Before DONALD RUSSELL, PHILLIPS and CHAPMAN, Circuit Judges.
PER CURIAM:

1
Richard Alan Alexander, a federal inmate, appeals the district court's order denying his motion to correct his allegedly illegal sentence.  In his motion Alexander contends that he is entitled to have the sentencing guidelines promulgated by the United States Sentencing Commission under authority of the Sentencing Reform Act of 1984 applied to the convictions he received in January 1988, for offenses that he committed in August 1987.  We disagree and affirm.

2
On December 7, 1987, the President signed into law the Sentencing Act of 1987, Pub.L.No. 100-182, 101 Stat. 1266 (1987).  Section 2 of that Act amended section 235(a)(1) of the Comprehensive Crime Control Act of 1984.  The effect of that amendment is to clarify that the provisions of the Sentencing Reform Act of 1984 apply only to offenses committed on or after November 1, 1987.  Inasmuch as Alexander's offenses occurred prior to November 1, 1987, the sentencing guidelines are inapplicable to his convictions.    See also United States v.
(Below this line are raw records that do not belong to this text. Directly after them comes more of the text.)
//! Simulation parameters and their validation.

use std::fmt;
use std::str::FromStr;

use crate::error::{Error, Result};
use crate::rng::SimRng;

/// Inclusive capacity range, in chunks per tick.
///
/// Parses from the command-line `min,max` syntax.
#[derive(Debug, Clone, Copy, PartialEq, Eq)]
pub struct RateRange {
    /// Lower bound, inclusive
    pub min: u32,
    /// Upper bound, inclusive
    pub max: u32,
}

impl RateRange {
    /// A degenerate range that always samples to `rate`.
    pub fn fixed(rate: u32) -> Self {
        Self {
            min: rate,
            max: rate,
        }
    }

    /// Samples a capacity uniformly from the range.
    pub fn sample(&self, rng: &mut SimRng) -> u32 {
        rng.sample_inclusive(self.min, self.max)
    }
}

impl fmt::Display for RateRange {
    fn fmt(&self, f: &mut fmt::Formatter<'_>) -> fmt::Result {
        write!(f, "{},{}", self.min, self.max)
    }
}

impl FromStr for RateRange {
    type Err = String;

    fn from_str(s: &str) -> std::result::Result<Self, Self::Err> {
        let (min, max) = s
            .split_once(',')
            .ok_or_else(|| format!("expected min,max but got `{s}`"))?;
        let min = min
            .trim()
            .parse()
            .map_err(|_| format!("invalid minimum `{min}`"))?;
        let max = max
            .trim()
            .parse()
            .map_err(|_| format!("invalid maximum `{max}`"))?;
        Ok(Self { min, max })
    }
}

/// Policy constants steering neighbourhood maintenance.
///
/// The defaults are the classic values; they can be tuned without
/// changing the semantics of the tick pipeline.
#[derive(Debug, Clone, Copy, PartialEq, Eq)]
pub struct SwarmPolicy {
    /// Reciprocation slots per peer: offers go to the first
    /// `reciprocation_set` entries of the interested list, the last of
    /// which is the optimistic-unchoke slot
    pub reciprocation_set: usize,
    /// Neighbourhood size sampling aims for
    pub desired_peers: usize,
    /// Refill the interested list when it shrinks below this
    pub refill_threshold: usize,
    /// Re-evaluate the top reciprocation slots every this many ticks
    pub reorder_cadence: u64,
    /// Rotate the optimistic-unchoke slot every this many ticks
    pub unchoke_cadence: u64,
    /// Churn out unhelpable neighbours every this many ticks
    pub churn_cadence: u64,
}

impl Default for SwarmPolicy {
    fn default() -> Self {
        Self {
            reciprocation_set: 5,
            desired_peers: 40,
            refill_threshold: 20,
            reorder_cadence: 10,
            unchoke_cadence: 30,
            churn_cadence: 120,
        }
    }
}

/// Full configuration for one swarm simulation.
#[derive(Debug, Clone)]
pub struct SwarmConfig {
    /// Total peer count, seeder included
    pub peers: usize,
    /// Chunks in the complete torrent
    pub chunks: usize,
    /// Per-tick probability that a disconnected peer joins
    pub join_prob: f64,
    /// Per-tick probability that a connected peer leaves
    pub leave_prob: f64,
    /// Upload capacity range sampled per peer
    pub upload: RateRange,
    /// Download capacity range sampled per peer
    pub download: RateRange,
    /// Peers that download but never upload
    pub freeriders: usize,
    /// Seed for the simulation RNG; `None` seeds from system entropy
    pub seed: Option<u64>,
    /// Neighbourhood maintenance constants
    pub policy: SwarmPolicy,
}

impl Default for SwarmConfig {
    fn default() -> Self {
        Self {
            peers: 0,
            chunks: 0,
            join_prob: 0.2,
            leave_prob: 0.01,
            upload: RateRange::fixed(10),
            download: RateRange::fixed(100),
            freeriders: 0,
            seed: None,
            policy: SwarmPolicy::default(),
        }
    }
}

impl SwarmConfig {
    /// Checks every constraint the engine relies on.
    ///
    /// # Errors
    /// - `Error::Configuration` - Any violated constraint, with a
    ///   one-line description
    pub fn validate(&self) -> Result<()> {
        if self.peers < 2 {
            return Err(Error::Configuration(
                "you cannot have fewer than two peers".into(),
            ));
        }
        if self.chunks < 2 {
            return Err(Error::Configuration(
                "you cannot have fewer than two chunks".into(),
            ));
        }
        if !(self.join_prob > 0.0 && self.join_prob <= 1.0) {
            return Err(Error::Configuration(format!(
                "join probability {} is not in (0, 1]",
                self.join_prob
            )));
        }
        if !(self.leave_prob >= 0.0 && self.leave_prob < self.join_prob) {
            return Err(Error::Configuration(format!(
                "leave probability {} must be in [0, join probability)",
                self.leave_prob
            )));
        }
        if self.upload.min > self.upload.max {
            return Err(Error::Configuration(format!(
                "upload range {} is empty",
                self.upload
            )));
        }
        if self.download.min > self.download.max {
            return Err(Error::Configuration(format!(
                "download range {} is empty",
                self.download
            )));
        }
        if self.freeriders >= self.peers {
            return Err(Error::Configuration(format!(
                "{} freeriders leaves no seeder among {} peers",
                self.freeriders, self.peers
            )));
        }
        if self.policy.reciprocation_set == 0 {
            return Err(Error::Configuration(
                "the reciprocation set cannot be empty".into(),
            ));
        }
        if self.policy.desired_peers == 0 {
            return Err(Error::Configuration(
                "the desired neighbourhood cannot be empty".into(),
            ));
        }
        Ok(())
    }
}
Haines, 855 F.2d 199 (5th Cir.1988) (statute making sentencing guidelines applicable only to crimes committed after guidelines went into effect was not unconstitutional ex post facto law as applied to crimes committed before guidelines were promulgated).  Accordingly, Alexander's sentences are not illegal.

3
Because the dispositive issues recently have been decided authoritatively, we dispense with oral argument and affirm the order below.

4
AFFIRMED.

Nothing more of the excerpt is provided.